• Moon

【7月10日教室報告!!】

Basic Sports Club SORAです!!


【ご連絡】

まず初めに、今週17日はコーチ試合のため「おやすみ」になります。

次回は、24日になりますので、よろしくお願い致します。



雨予報が一転、晴天となる日が増えて、いよいよ梅雨明けかな?とウキウキしております!


ですが、豪雨や雹、雷など、気候変動による災害も多発しています。


これまでの常識が通用しない気候になるのかもしれません。
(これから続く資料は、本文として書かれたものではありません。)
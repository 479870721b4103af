//! Bounded-concurrency completion pipeline.
//!
//! A fixed-size worker pool drains the distinct-fragment-text queue. Each
//! distinct text is claimed by exactly one worker, so writes to the result
//! mapping never race on the same key. The final mapping is independent of
//! completion order; a single failed item aborts the whole stage with no
//! partial result.

use crate::exemplar::Exemplar;
use crate::oracle::{CompletionOracle, OracleError};
use crate::prompt;
use std::collections::{HashMap, HashSet};
use std::io::{self, Write};
use std::sync::atomic::{AtomicBool, AtomicUsize, Ordering};
use std::sync::Mutex;
use std::thread;

pub const DEFAULT_CONCURRENCY: usize = 8;

/// Map every distinct fragment text to its oracle-generated replacement.
///
/// Dispatches up to `concurrency` requests in flight at any time. On the
/// first fatal oracle error the remaining workers stop claiming work and the
/// error is propagated; the mapping is all-or-nothing.
pub fn run(
    distinct: &HashSet<String>,
    exemplar: &Exemplar,
    oracle: &dyn CompletionOracle,
    concurrency: usize,
) -> Result<HashMap<String, String>, OracleError> {
    let items: Vec<&str> = distinct.iter().map(String::as_str).collect();
    let total = items.len();
    if total == 0 {
        return Ok(HashMap::new());
    }

    let next = AtomicUsize::new(0);
    let completed = AtomicUsize::new(0);
    let failed = AtomicBool::new(false);
    let results: Mutex<HashMap<String, String>> = Mutex::new(HashMap::with_capacity(total));
    let first_error: Mutex<Option<OracleError>> = Mutex::new(None);

    let workers = concurrency.clamp(1, total);
    thread::scope(|scope| {
        for _ in 0..workers {
            scope.spawn(|| loop {
                if failed.load(Ordering::SeqCst) {
                    break;
                }
                let index = next.fetch_add(1, Ordering::SeqCst);
                if index >= total {
                    break;
                }

                let text = items[index];
                let request = prompt::make_prompt(text, exemplar);
                match oracle.complete(&request) {
                    Ok(replacement) => {
                        results
                            .lock()
                            .expect("pipeline result mutex poisoned")
                            .insert(text.to_string(), replacement);
                        let done = completed.fetch_add(1, Ordering::SeqCst) + 1;
                        print_progress(done, total);
                    }
                    Err(error) => {
                        failed.store(true, Ordering::SeqCst);
                        let mut slot = first_error
                            .lock()
                            .expect("pipeline error mutex poisoned");
                        if slot.is_none() {
                            *slot = Some(error);
                        }
                        break;
                    }
                }
            });
        }
    });

    println!();

    if let Some(error) = first_error
        .into_inner()
        .expect("pipeline error mutex poisoned")
    {
        return Err(error);
    }

    Ok(results
        .into_inner()
        .expect("pipeline result mutex poisoned"))
}

fn print_progress(done: usize, total: usize) {
    print!("\r  {done}/{total} completions");
    let _ = io::stdout().flush();
}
。


災害少なく比較的安心な土地柄の香川県も、油断していると大変なことになるかもしれません。


「いざ!!」という時の集合場所や連絡方法、非常食の確保など、夏に向けてもう一度見直していくのもいいかもしれませんね!!



といことで、今回は食事について軽く触れていこうかなと思います!!



ご存知の方も多いとは思いますが、栄養素は大きく5つあり「五大栄養素」と言われています。


【主要栄養素】*主にエネルギーや体を作る役割

・炭水化物

・タンパク質

・脂肪

・(水)


【微量栄養素】*栄養を身体中に運んだり、吸収の手伝いをする役割

・ビタミン

・ミネラル


これらそれぞれに役割があり、どのようなバランスで摂取するかで体調が変化します。



今回は、アスリートの基本、タンパク質について触れていこうと思います!



タンパク質は、肉、魚、豆類などに多く含まれる、人体にの生成に大きな影響を与えます。


関係するキーワードとして、「プロテイン」や「アミノ酸」という言葉を聞いたことはありますよね?
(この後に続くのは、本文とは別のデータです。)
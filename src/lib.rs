//! Mimic: example-driven refactoring for Python codebases
//!
//! Given a single worked example (a "before" fragment, its "after" rewrite,
//! and a description of each), mimic locates structurally similar fragments
//! across a target codebase, asks a text-completion oracle to rewrite each
//! one analogously, and stages the results as reviewable unified-diff
//! patches.
//!
//! # Architecture
//!
//! The core is a straight pipeline: [`locate`] extracts fragments with
//! enough positional metadata to reinsert a rewritten version, [`index`]
//! deduplicates identical fragments across files, [`pipeline`] fans the
//! distinct texts out to the oracle under bounded concurrency, and
//! [`patch`] recontextualizes each occurrence, synthesizes unified diffs,
//! and persists them. A later `review` invocation walks the stored patches
//! through an accept/reject/skip state machine.
//!
//! # Guarantees
//!
//! - Exactly one oracle call per distinct fragment text
//! - Deterministic patch paths keyed by target file and line
//! - All-or-nothing completion batches (no partial mappings)
//! - Review side effects commit at patch boundaries only

pub mod cache;
pub mod exemplar;
pub mod files;
pub mod index;
pub mod locate;
pub mod oracle;
pub mod patch;
pub mod pipeline;
pub mod prompt;
pub mod review;

// Re-exports
pub use exemplar::{Exemplar, ExemplarError, TransformKind};
pub use index::{index_files, FragmentBatch, IndexError, MAX_FRAGMENT_LEN};
pub use locate::{Fragment, LocateError, PythonParser};
pub use oracle::{CompletionOracle, OpenAiOracle, OracleError};
pub use patch::{
    synthesize_file, ApplyError, GitApplier, Patch, PatchApplier, PatchStore, SynthError,
};
pub use review::{review_patches, Resolution, ReviewError, ReviewSummary};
「プロテイン〇〇g配合」と記載のドリンクや食事は、近年コンビニなどでも多く見られるようになりました。


「プロテイン」とはタンパク質の英語名であり、同じ意味になります。


アミノ酸は、タンパク質が分解して小さくなったものを言います。


つまり、アミノ酸とプロテインは、多少の違いはあれど働きとしてはほぼ同じと考えても語弊はないと思います。


そんなタンパク質ですが、



「実際どのように摂取したらいいの?」



と思われている方は多いのではないでしょうか?


この辺りについて触れていきます。



大体ですが、目安の摂取量は以下になります!

計算は大変だと思いますが、興味のある方は計算してみてください!


① 一般の方・・・0.8g / 体重1kg あたり

② 簡単な運動をされている方・・・0.8g〜1.5g / 体重1kg あたり

③長距離(有酸素運動をメインで行う)選手・・・1.2g〜1.6g / 体重1kg あたり

④パワー系の選手(短距離、跳躍)・・・1.5〜1.7g / 体重1kg あたり


大体ですが、60kgの成人であれば大体60gくらいのタンパク質が必要ということになります。
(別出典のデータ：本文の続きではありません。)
//! Patch application capability.
//!
//! The review engine only needs two operations: a "can this patch apply
//! cleanly?" probe and the apply effect itself. [`GitApplier`] implements
//! both by shelling out to `git apply`; tests substitute an in-memory
//! implementation.

use std::path::Path;
use std::process::{Command, ExitStatus, Stdio};
use thiserror::Error;

#[derive(Error, Debug)]
pub enum ApplyError {
    #[error("failed to invoke git: {0}")]
    Io(#[from] std::io::Error),

    #[error("git apply exited with {status}")]
    Git { status: ExitStatus },
}

pub trait PatchApplier {
    /// Probe whether the patch would apply cleanly against its current
    /// target.
    fn can_apply(&self, patch_file: &Path) -> bool;

    /// Apply the patch. A failure after a successful probe means the target
    /// changed underneath us.
    fn apply(&self, patch_file: &Path) -> Result<(), ApplyError>;
}

/// Applies patches via the `git apply` porcelain.
pub struct GitApplier;

impl PatchApplier for GitApplier {
    fn can_apply(&self, patch_file: &Path) -> bool {
        Command::new("git")
            .args(["apply", "--check"])
            .arg(patch_file)
            .stdout(Stdio::null())
            .stderr(Stdio::null())
            .status()
            .map(|status| status.success())
            .unwrap_or(false)
    }

    fn apply(&self, patch_file: &Path) -> Result<(), ApplyError> {
        let status = Command::new("git").arg("apply").arg(patch_file).status()?;
        if !status.success() {
            return Err(ApplyError::Git { status });
        }
        Ok(())
    }
}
実はご飯でも取れたりはするのですが、目安を載せておきますね!

・牛もも肉100g:19.2g

・鶏もも肉100g:16.6g

・鶏むね肉100g:21.3g

・豚ひれ肉100g:22.2g

・紅鮭1切れ70g:15.8g

・卵1個:6.2g

・納豆1パック:8.3g

・牛乳200ml:6.6g

・ヨーグルト1カップ(160g):6.9g




それでは成長期の子ども達はどうでしょう。


ご想像の通り、成人より割合として沢山のタンパク質が必要で、大体④と同じ量を摂取する必要があります!


では、成長期で激しいトレーニングを積んでいる場合は、、、。


ということで、しっかりと食事で摂取していきたいところですよね!



よし!じゃあ夜は毎日焼肉かステーキにしよう!!!

と思ったそこのあなた!!



残念なお知らせがあります。


実は1回の消化吸収で20g〜30g程度しか摂取できないのです。。


つまり、1食でドカ食いするのではなく、毎食(捕食も含めて)安定して摂取する必要があるということです!!


そして、仮にタンパク質を摂取できない状態で激しく運動するとどうなるのでしょうか?



なんと、筋肉を分解してエネルギーに変えてしまうのです、、、怖



炭水化物や脂質なども大きなエネルギーになるので余程の環境や食生活でないとここまでは起こりにくいですが、バランスよく摂取することが必要ですのでこの機会にぜひ勉強してみてくださいね!




ということで、ここからは

【7月10日の教室報告】になります!



今回のテーマは「走技術の基本」です。


今回は走ることに必要な技術を、あるアイテムを使っての強化になります!



【観音寺スクール】


今回も、五郷体育館にて行いました!


今回は、戸田コーチが試合のため、山本コーチと世梨樺コーチの二人での教室になりました。


戸田コーチの結果報告は、また後日ご報告させていただきます!



小学生スクールは、山本コーチの後ろについて、スピードに緩急をつけながらjogという内容からスタートしました!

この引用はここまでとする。